> _WHAT IS NEEDED_
Which of the lines below include the word "Error"? Pull each one out.

Saved entries:

//! Modes of operation over the SMS4 block primitive.
//!
//! ECB and CBC are one-shot, whole-block functions. CFB-128, OFB-128 and
//! CTR-128 are stateful byte streams: a mode value carries its shift
//! register or counter plus an intra-block offset, so a stream can be
//! processed in arbitrary chunk sizes and resumed mid-block with identical
//! output.

use alloc::vec::Vec;
use zeroize::Zeroize;

use crate::sms4::{check_whole_blocks, Sms4Key, SMS4_BLOCK_SIZE, SMS4_KEY_LENGTH};
use crate::{util, Error};

/// ECB encryption. `data` must be a whole number of blocks.
pub fn ecb_encrypt(key: &Sms4Key, data: &[u8]) -> Result<Vec<u8>, Error> {
    check_whole_blocks(data)?;
    let mut out = data.to_vec();
    for chunk in out.chunks_exact_mut(SMS4_BLOCK_SIZE) {
        let block = key.encrypt_block(arrayref::array_ref![chunk, 0, SMS4_BLOCK_SIZE]);
        chunk.copy_from_slice(&block);
    }
    Ok(out)
}

/// ECB decryption; `key` must hold a decryption schedule.
pub fn ecb_decrypt(key: &Sms4Key, data: &[u8]) -> Result<Vec<u8>, Error> {
    ecb_encrypt(key, data)
}

/// CBC encryption. `data` must be a whole number of blocks; padding is the
/// caller's concern.
pub fn cbc_encrypt(
    key: &Sms4Key,
    iv: &[u8; SMS4_BLOCK_SIZE],
    data: &[u8],
) -> Result<Vec<u8>, Error> {
    check_whole_blocks(data)?;
    let mut out = data.to_vec();
    let mut chain = *iv;
    for chunk in out.chunks_exact_mut(SMS4_BLOCK_SIZE) {
        util::xor_in_place(chunk, &chain);
        chain = key.encrypt_block(arrayref::array_ref![chunk, 0, SMS4_BLOCK_SIZE]);
        chunk.copy_from_slice(&chain);
    }
    Ok(out)
}

/// CBC decryption; `key` must hold a decryption schedule.
pub fn cbc_decrypt(
    key: &Sms4Key,
    iv: &[u8; SMS4_BLOCK_SIZE],
    data: &[u8],
) -> Result<Vec<u8>, Error> {
    check_whole_blocks(data)?;
    let mut out = Vec::with_capacity(data.len());
    let mut chain = *iv;
    for chunk in data.chunks_exact(SMS4_BLOCK_SIZE) {
        let mut block = key.encrypt_block(arrayref::array_ref![chunk, 0, SMS4_BLOCK_SIZE]);
        util::xor_in_place(&mut block, &chain);
        out.extend_from_slice(&block);
        chain.copy_from_slice(chunk);
    }
    Ok(out)
}

/// CFB-128 stream state. Encryption and decryption differ, so both are
/// exposed; one value must be used for a single direction only.
pub struct Cfb128 {
    key: Sms4Key,
    iv: [u8; SMS4_BLOCK_SIZE],
    num: usize,
}

impl Drop for Cfb128 {
    fn drop(&mut self) {
        self.iv.zeroize();
    }
}

impl Cfb128 {
    pub fn new(key: &[u8; SMS4_KEY_LENGTH], iv: [u8; SMS4_BLOCK_SIZE]) -> Self {
        Cfb128 {
            key: Sms4Key::new_encrypt(key),
            iv,
            num: 0,
        }
    }

    /// Encrypts `data` in place, continuing the stream.
    pub fn encrypt(&mut self, data: &mut [u8]) {
        for byte in data {
            if self.num == 0 {
                self.iv = self.key.encrypt_block(&self.iv);
            }
            *byte ^= self.iv[self.num];
            // The shift register takes the ciphertext byte.
            self.iv[self.num] = *byte;
            self.num = (self.num + 1) % SMS4_BLOCK_SIZE;
        }
    }

    /// Decrypts `data` in place, continuing the stream.
    pub fn decrypt(&mut self, data: &mut [u8]) {
        for byte in data {
            if self.num == 0 {
                self.iv = self.key.encrypt_block(&self.iv);
            }
            let c = *byte;
            *byte ^= self.iv[self.num];
            self.iv[self.num] = c;
            self.num = (self.num + 1) % SMS4_BLOCK_SIZE;
        }
    }
}

/// OFB-128 stream state. The keystream is independent of the data, so one
/// operation serves both directions.
pub struct Ofb128 {
    key: Sms4Key,
    iv: [u8; SMS4_BLOCK_SIZE],
    num: usize,
}

impl Drop for Ofb128 {
    fn drop(&mut self) {
        self.iv.zeroize();
    }
}

impl Ofb128 {
    pub fn new(key: &[u8; SMS4_KEY_LENGTH], iv: [u8; SMS4_BLOCK_SIZE]) -> Self {
        Ofb128 {
            key: Sms4Key::new_encrypt(key),
            iv,
            num: 0,
        }
    }

    /// XORs the keystream into `data`, continuing the stream.
    pub fn apply_keystream(&mut self, data: &mut [u8]) {
        for byte in data {
            if self.num == 0 {
                self.iv = self.key.encrypt_block(&self.iv);
            }
            *byte ^= self.iv[self.num];
            self.num = (self.num + 1) % SMS4_BLOCK_SIZE;
        }
    }
}

/// CTR-128 stream state with a big-endian counter over the full block.
pub struct Ctr128 {
    key: Sms4Key,
    counter: [u8; SMS4_BLOCK_SIZE],
    ecount: [u8; SMS4_BLOCK_SIZE],
    num: usize,
}

impl Drop for Ctr128 {
    fn drop(&mut self) {
        self.counter.zeroize();
        self.ecount.zeroize();
    }
}

impl Ctr128 {
    pub fn new(key: &[u8; SMS4_KEY_LENGTH], counter: [u8; SMS4_BLOCK_SIZE]) -> Self {
        Ctr128 {
            key: Sms4Key::new_encrypt(key),
            counter,
            ecount: [0u8; SMS4_BLOCK_SIZE],
            num: 0,
        }
    }

    /// XORs the keystream into `data`, continuing the stream. Serves both
    /// directions.
    pub fn apply_keystream(&mut self, data: &mut [u8]) {
        for byte in data {
            if self.num == 0 {
                self.ecount = self.key.encrypt_block(&self.counter);
                increment_be(&mut self.counter);
            }
            *byte ^= self.ecount[self.num];
            self.num = (self.num + 1) % SMS4_BLOCK_SIZE;
        }
    }
}

/// Increments a big-endian counter block, wrapping at 2^128.
fn increment_be(counter: &mut [u8; SMS4_BLOCK_SIZE]) {
    for byte in counter.iter_mut().rev() {
        *byte = byte.wrapping_add(1);
        if *byte != 0 {
            break;
        }
    }
}

#[cfg(test)]
mod tests {
    use super::*;
    use alloc::vec;
    use rand::RngCore;

    fn random_key_iv() -> ([u8; SMS4_KEY_LENGTH], [u8; SMS4_BLOCK_SIZE]) {
        let mut rng = rand::thread_rng();
        let mut key = [0u8; SMS4_KEY_LENGTH];
        let mut iv = [0u8; SMS4_BLOCK_SIZE];
        rng.fill_bytes(&mut key);
        rng.fill_bytes(&mut iv);
        (key, iv)
    }

    #[test]
    fn ecb_round_trip_and_block_check() {
        let (key, _) = random_key_iv();
        let enc = Sms4Key::new_encrypt(&key);
        let dec = Sms4Key::new_decrypt(&key);

        let msg = [0x42u8; 3 * SMS4_BLOCK_SIZE];
        let ct = ecb_encrypt(&enc, &msg).unwrap();
        assert_eq!(ecb_decrypt(&dec, &ct).unwrap(), msg);

        // Identical plaintext blocks leak through ECB.
        assert_eq!(&ct[..16], &ct[16..32]);

        assert_eq!(ecb_encrypt(&enc, &msg[..17]), Err(Error::InvalidInput));
    }

    #[test]
    fn cbc_round_trip_and_iv_sensitivity() {
        let (key, iv) = random_key_iv();
        let enc = Sms4Key::new_encrypt(&key);
        let dec = Sms4Key::new_decrypt(&key);

        let msg = [0x42u8; 3 * SMS4_BLOCK_SIZE];
        let ct = cbc_encrypt(&enc, &iv, &msg).unwrap();
        assert_eq!(cbc_decrypt(&dec, &iv, &ct).unwrap(), msg);

        // Chaining hides equal plaintext blocks.
        assert_ne!(&ct[..16], &ct[16..32]);

        let mut iv2 = iv;
        iv2[0] ^= 1;
        assert_ne!(cbc_encrypt(&enc, &iv2, &msg).unwrap(), ct);

        assert_eq!(cbc_encrypt(&enc, &iv, &msg[..1]), Err(Error::InvalidInput));
    }

    #[test]
    fn cfb_round_trip_any_length() {
        let (key, iv) = random_key_iv();
        let msg = b"an odd-length message crossing block boundaries";

        let mut data = msg.to_vec();
        Cfb128::new(&key, iv).encrypt(&mut data);
        assert_ne!(&data[..], &msg[..]);
        Cfb128::new(&key, iv).decrypt(&mut data);
        assert_eq!(&data[..], &msg[..]);
    }

    #[test]
    fn stream_modes_chunked_equals_one_shot() {
        let (key, iv) = random_key_iv();
        let mut rng = rand::thread_rng();
        let mut msg = vec![0u8; 100];
        rng.fill_bytes(&mut msg);

        // Split points that land mid-block exercise the resumable state.
        for splits in [[7usize, 16, 33], [1, 2, 3], [16, 32, 48]] {
            let mut one_shot = msg.clone();
            Cfb128::new(&key, iv).encrypt(&mut one_shot);
            let mut chunked = msg.clone();
            let mut cfb = Cfb128::new(&key, iv);
            let mut at = 0;
            for &split in &splits {
                cfb.encrypt(&mut chunked[at..split]);
                at = split;
            }
            cfb.encrypt(&mut chunked[at..]);
            assert_eq!(chunked, one_shot);

            let mut one_shot = msg.clone();
            Ofb128::new(&key, iv).apply_keystream(&mut one_shot);
            let mut chunked = msg.clone();
            let mut ofb = Ofb128::new(&key, iv);
            let mut at = 0;
            for &split in &splits {
                ofb.apply_keystream(&mut chunked[at..split]);
                at = split;
            }
            ofb.apply_keystream(&mut chunked[at..]);
            assert_eq!(chunked, one_shot);

            let mut one_shot = msg.clone();
            Ctr128::new(&key, iv).apply_keystream(&mut one_shot);
            let mut chunked = msg.clone();
            let mut ctr = Ctr128::new(&key, iv);
            let mut at = 0;
            for &split in &splits {
                ctr.apply_keystream(&mut chunked[at..split]);
                at = split;
            }
            ctr.apply_keystream(&mut chunked[at..]);
            assert_eq!(chunked, one_shot);
        }
    }

    #[test]
    fn ofb_and_ctr_are_involutions() {
        let (key, iv) = random_key_iv();
        let msg = b"short";

        let mut data = msg.to_vec();
        Ofb128::new(&key, iv).apply_keystream(&mut data);
        Ofb128::new(&key, iv).apply_keystream(&mut data);
        assert_eq!(&data[..], &msg[..]);

        let mut data = msg.to_vec();
        Ctr128::new(&key, iv).apply_keystream(&mut data);
        Ctr128::new(&key, iv).apply_keystream(&mut data);
        assert_eq!(&data[..], &msg[..]);
    }

    #[test]
    fn ctr_counter_wraps() {
        let mut counter = [0xffu8; SMS4_BLOCK_SIZE];
        increment_be(&mut counter);
        assert_eq!(counter, [0u8; SMS4_BLOCK_SIZE]);

        let mut counter = [0u8; SMS4_BLOCK_SIZE];
        counter[15] = 0xff;
        increment_be(&mut counter);
        assert_eq!(counter[14], 1);
        assert_eq!(counter[15], 0);
    }

    #[test]
    fn keystream_differs_per_iv() {
        let (key, iv) = random_key_iv();
        let mut iv2 = iv;
        iv2[15] ^= 1;

        let mut a = [0u8; 32];
        let mut b = [0u8; 32];
        Ctr128::new(&key, iv).apply_keystream(&mut a);
        Ctr128::new(&key, iv2).apply_keystream(&mut b);
        assert_ne!(a, b);
    }
}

> _RESULT OF THE TASK_
use crate::{util, Error};
pub fn ecb_encrypt(key: &Sms4Key, data: &[u8]) -> Result<Vec<u8>, Error> {
pub fn ecb_decrypt(key: &Sms4Key, data: &[u8]) -> Result<Vec<u8>, Error> {
) -> Result<Vec<u8>, Error> {
) -> Result<Vec<u8>, Error> {
        assert_eq!(ecb_encrypt(&enc, &msg[..17]), Err(Error::InvalidInput));
        assert_eq!(cbc_encrypt(&enc, &iv, &msg[..1]), Err(Error::InvalidInput));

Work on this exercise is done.